DATA FOR THE TASK START

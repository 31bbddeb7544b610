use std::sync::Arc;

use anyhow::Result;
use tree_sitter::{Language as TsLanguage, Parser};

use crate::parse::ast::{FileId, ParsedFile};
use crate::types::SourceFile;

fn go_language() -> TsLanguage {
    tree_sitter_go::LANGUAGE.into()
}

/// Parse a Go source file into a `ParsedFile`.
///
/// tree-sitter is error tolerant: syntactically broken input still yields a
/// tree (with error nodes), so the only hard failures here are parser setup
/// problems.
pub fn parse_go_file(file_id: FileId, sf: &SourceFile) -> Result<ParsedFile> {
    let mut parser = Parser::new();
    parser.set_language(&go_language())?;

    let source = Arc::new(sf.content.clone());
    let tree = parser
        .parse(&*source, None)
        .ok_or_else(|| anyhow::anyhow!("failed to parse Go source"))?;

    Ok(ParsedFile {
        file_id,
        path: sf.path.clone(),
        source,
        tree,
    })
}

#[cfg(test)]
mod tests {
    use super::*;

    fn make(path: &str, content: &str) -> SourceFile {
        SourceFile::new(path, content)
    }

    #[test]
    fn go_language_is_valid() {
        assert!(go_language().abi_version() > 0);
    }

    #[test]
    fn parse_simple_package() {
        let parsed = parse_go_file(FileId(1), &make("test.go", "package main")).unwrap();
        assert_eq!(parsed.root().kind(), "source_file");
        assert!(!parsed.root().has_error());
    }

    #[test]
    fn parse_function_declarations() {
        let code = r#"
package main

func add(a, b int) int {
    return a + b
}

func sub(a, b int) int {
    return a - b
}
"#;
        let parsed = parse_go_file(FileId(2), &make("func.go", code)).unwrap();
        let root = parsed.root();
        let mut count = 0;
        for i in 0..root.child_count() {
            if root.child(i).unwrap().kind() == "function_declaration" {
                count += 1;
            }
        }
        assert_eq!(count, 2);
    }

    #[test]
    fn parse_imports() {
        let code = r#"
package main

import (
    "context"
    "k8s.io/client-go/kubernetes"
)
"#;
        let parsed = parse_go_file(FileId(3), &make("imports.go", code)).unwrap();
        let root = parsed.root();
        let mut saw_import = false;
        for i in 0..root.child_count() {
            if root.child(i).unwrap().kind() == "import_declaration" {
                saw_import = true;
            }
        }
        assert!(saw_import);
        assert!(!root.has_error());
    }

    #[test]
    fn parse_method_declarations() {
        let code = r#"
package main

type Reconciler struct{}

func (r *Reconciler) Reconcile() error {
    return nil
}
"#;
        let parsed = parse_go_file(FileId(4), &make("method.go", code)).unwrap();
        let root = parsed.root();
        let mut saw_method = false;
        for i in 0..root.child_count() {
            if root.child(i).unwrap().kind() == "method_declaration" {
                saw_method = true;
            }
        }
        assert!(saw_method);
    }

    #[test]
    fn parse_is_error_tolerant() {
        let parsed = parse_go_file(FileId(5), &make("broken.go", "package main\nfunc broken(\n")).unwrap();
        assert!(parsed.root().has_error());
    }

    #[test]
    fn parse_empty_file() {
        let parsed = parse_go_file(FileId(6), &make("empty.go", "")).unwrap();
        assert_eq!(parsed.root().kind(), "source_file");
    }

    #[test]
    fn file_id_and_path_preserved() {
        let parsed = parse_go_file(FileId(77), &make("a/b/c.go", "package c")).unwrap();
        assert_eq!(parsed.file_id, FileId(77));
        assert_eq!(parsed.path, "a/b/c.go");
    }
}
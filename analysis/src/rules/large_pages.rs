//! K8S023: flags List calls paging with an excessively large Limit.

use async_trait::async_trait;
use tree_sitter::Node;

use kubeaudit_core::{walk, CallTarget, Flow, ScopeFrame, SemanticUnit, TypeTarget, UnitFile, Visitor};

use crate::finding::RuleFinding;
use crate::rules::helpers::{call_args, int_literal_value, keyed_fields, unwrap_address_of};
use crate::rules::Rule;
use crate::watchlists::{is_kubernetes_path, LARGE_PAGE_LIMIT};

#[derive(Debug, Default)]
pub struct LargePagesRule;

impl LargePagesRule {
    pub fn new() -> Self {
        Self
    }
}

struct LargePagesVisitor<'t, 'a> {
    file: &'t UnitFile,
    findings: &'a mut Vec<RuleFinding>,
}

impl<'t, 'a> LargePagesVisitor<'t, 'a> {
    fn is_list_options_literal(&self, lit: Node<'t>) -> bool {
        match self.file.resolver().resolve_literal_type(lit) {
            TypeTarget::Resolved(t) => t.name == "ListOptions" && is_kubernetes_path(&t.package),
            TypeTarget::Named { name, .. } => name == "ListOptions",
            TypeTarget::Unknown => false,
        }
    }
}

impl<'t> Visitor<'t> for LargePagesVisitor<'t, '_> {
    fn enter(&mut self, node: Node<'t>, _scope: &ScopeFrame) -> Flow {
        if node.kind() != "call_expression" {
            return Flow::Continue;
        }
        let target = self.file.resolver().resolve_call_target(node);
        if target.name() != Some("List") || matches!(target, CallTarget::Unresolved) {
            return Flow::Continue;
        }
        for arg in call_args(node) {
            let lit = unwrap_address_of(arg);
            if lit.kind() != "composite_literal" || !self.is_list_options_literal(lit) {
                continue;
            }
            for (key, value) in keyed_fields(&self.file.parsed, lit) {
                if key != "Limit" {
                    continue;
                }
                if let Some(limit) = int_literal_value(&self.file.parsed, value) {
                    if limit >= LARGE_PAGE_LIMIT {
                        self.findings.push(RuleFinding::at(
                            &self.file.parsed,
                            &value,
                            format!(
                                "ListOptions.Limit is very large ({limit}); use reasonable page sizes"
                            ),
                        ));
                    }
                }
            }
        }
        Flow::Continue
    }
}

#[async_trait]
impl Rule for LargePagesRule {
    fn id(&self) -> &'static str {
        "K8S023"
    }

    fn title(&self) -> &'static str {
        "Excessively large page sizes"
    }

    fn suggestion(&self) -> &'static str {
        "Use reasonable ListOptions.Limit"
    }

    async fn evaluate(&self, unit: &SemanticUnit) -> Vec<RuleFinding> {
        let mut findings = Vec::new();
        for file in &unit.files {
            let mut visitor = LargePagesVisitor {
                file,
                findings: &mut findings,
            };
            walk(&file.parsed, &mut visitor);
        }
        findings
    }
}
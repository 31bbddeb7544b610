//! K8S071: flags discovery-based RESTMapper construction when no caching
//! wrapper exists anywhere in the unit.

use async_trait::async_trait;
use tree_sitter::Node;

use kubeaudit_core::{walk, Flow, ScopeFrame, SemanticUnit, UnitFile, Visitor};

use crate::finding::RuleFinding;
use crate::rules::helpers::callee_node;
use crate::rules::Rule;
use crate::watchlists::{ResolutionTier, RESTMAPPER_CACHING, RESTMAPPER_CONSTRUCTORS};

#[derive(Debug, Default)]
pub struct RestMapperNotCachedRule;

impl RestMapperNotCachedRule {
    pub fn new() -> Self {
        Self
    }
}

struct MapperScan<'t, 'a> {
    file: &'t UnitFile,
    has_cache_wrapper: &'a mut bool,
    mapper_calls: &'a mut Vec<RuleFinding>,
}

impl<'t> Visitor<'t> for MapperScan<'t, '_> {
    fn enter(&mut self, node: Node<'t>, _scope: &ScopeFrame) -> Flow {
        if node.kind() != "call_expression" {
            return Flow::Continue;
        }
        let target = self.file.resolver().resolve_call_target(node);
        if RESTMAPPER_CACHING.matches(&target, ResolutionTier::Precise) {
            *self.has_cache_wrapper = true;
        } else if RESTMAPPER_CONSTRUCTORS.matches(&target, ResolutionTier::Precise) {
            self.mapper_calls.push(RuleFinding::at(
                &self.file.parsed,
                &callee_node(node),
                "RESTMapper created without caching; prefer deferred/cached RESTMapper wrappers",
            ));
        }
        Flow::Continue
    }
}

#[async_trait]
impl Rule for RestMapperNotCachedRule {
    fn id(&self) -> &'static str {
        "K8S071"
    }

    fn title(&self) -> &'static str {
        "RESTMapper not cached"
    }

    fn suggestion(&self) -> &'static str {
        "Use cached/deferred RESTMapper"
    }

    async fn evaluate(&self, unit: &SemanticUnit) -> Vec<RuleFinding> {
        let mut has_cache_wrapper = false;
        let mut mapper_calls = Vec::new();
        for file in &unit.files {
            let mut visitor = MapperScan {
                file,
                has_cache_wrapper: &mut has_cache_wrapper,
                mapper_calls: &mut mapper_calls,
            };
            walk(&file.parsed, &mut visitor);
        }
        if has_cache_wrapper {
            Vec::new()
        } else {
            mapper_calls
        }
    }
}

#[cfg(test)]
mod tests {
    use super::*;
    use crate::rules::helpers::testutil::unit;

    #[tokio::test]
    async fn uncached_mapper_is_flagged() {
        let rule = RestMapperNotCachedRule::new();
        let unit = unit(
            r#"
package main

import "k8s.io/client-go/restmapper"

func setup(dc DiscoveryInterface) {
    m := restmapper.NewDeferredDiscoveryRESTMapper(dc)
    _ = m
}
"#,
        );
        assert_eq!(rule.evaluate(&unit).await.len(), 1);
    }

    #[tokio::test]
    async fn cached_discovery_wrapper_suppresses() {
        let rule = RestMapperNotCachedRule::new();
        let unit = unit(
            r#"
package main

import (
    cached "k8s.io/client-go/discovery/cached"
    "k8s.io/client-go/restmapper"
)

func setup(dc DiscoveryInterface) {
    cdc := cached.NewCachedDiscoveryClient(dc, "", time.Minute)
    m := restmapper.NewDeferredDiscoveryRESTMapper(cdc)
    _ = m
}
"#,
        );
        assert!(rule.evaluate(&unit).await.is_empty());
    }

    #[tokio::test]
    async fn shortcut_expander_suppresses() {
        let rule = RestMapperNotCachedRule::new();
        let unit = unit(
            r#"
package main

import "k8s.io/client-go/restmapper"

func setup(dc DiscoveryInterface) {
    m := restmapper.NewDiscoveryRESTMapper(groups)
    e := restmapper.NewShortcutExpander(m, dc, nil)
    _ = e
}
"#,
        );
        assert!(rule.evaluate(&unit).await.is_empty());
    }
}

DATA FOR THE TASK END

→ **ACTION ITEM**:
Copy out every line of the entries where the string "broken" shows up.

→ **REPLY**:
/// tree-sitter is error tolerant: syntactically broken input still yields a
        let parsed = parse_go_file(FileId(5), &make("broken.go", "package main\nfunc broken(\n")).unwrap();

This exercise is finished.